▸ **EXERCISE DETAILS**
Your answer is the lines below, exactly, from the one that contains "assert_eq!(discount.validate(), Err(DiscountError::EmptyName));" through the one that contains "let fixed: Discount", both included.
Content starts
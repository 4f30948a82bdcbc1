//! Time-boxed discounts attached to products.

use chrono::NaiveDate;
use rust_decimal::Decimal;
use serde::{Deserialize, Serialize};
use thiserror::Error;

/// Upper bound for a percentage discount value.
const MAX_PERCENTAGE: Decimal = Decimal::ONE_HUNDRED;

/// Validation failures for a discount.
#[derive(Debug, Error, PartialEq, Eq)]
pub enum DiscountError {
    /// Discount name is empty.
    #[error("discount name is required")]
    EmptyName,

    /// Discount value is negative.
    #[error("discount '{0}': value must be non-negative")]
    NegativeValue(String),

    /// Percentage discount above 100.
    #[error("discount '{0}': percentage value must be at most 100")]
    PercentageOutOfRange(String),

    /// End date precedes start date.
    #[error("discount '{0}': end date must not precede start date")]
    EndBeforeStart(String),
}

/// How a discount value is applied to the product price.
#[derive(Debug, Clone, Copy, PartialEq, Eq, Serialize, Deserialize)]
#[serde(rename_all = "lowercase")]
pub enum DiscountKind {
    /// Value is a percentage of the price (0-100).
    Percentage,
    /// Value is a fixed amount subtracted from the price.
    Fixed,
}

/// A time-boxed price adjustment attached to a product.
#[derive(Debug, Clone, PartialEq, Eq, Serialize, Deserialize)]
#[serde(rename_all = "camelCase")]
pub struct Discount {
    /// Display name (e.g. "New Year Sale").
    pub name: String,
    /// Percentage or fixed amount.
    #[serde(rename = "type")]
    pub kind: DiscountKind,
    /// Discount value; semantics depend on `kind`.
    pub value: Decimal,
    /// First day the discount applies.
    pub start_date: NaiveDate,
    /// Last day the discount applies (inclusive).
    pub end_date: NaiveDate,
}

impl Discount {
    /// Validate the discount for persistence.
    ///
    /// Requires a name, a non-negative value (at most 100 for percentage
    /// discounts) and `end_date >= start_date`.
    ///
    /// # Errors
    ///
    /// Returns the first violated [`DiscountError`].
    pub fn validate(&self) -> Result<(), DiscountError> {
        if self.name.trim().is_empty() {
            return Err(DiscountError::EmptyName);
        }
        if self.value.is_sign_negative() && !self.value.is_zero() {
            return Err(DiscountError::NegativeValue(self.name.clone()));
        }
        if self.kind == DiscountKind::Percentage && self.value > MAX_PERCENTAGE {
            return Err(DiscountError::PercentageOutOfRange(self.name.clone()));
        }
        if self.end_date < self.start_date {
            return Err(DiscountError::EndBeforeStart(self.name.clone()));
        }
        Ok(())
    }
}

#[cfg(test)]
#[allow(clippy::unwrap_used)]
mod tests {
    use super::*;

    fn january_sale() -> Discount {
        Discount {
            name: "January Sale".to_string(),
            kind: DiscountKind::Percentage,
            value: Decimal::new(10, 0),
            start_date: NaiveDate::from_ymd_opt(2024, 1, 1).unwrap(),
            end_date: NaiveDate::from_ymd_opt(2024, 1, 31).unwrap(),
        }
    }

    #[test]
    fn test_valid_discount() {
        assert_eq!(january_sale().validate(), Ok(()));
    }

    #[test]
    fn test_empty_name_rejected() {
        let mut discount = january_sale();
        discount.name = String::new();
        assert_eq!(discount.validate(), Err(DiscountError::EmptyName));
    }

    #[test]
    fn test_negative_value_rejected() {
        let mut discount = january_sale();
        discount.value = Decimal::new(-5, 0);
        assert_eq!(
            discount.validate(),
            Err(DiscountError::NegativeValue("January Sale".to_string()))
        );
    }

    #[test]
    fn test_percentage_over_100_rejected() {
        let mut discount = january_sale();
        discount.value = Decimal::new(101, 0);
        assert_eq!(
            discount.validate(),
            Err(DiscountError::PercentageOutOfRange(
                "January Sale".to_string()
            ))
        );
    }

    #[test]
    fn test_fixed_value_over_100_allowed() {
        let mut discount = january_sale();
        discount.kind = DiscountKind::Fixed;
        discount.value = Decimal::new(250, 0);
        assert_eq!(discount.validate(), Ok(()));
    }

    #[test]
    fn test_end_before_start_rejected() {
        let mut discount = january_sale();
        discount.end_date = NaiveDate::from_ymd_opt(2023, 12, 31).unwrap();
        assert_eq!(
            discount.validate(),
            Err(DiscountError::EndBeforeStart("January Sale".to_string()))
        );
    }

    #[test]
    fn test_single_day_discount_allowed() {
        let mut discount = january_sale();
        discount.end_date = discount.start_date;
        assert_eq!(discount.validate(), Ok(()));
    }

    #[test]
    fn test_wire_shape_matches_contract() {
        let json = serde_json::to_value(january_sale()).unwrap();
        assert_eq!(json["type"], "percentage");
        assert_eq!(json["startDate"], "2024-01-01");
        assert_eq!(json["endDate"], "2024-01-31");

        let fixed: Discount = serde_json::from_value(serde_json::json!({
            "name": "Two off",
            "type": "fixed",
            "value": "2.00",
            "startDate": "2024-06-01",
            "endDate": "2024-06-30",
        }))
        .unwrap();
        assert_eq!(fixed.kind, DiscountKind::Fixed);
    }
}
Content ends
▸ **PROBLEM SOLUTION**
        assert_eq!(discount.validate(), Err(DiscountError::EmptyName));
    }

    #[test]
    fn test_negative_value_rejected() {
        let mut discount = january_sale();
        discount.value = Decimal::new(-5, 0);
        assert_eq!(
            discount.validate(),
            Err(DiscountError::NegativeValue("January Sale".to_string()))
        );
    }

    #[test]
    fn test_percentage_over_100_rejected() {
        let mut discount = january_sale();
        discount.value = Decimal::new(101, 0);
        assert_eq!(
            discount.validate(),
            Err(DiscountError::PercentageOutOfRange(
                "January Sale".to_string()
            ))
        );
    }

    #[test]
    fn test_fixed_value_over_100_allowed() {
        let mut discount = january_sale();
        discount.kind = DiscountKind::Fixed;
        discount.value = Decimal::new(250, 0);
        assert_eq!(discount.validate(), Ok(()));
    }

    #[test]
    fn test_end_before_start_rejected() {
        let mut discount = january_sale();
        discount.end_date = NaiveDate::from_ymd_opt(2023, 12, 31).unwrap();
        assert_eq!(
            discount.validate(),
            Err(DiscountError::EndBeforeStart("January Sale".to_string()))
        );
    }

    #[test]
    fn test_single_day_discount_allowed() {
        let mut discount = january_sale();
        discount.end_date = discount.start_date;
        assert_eq!(discount.validate(), Ok(()));
    }

    #[test]
    fn test_wire_shape_matches_contract() {
        let json = serde_json::to_value(january_sale()).unwrap();
        assert_eq!(json["type"], "percentage");
        assert_eq!(json["startDate"], "2024-01-01");
        assert_eq!(json["endDate"], "2024-01-31");

        let fixed: Discount = serde_json::from_value(serde_json::json!({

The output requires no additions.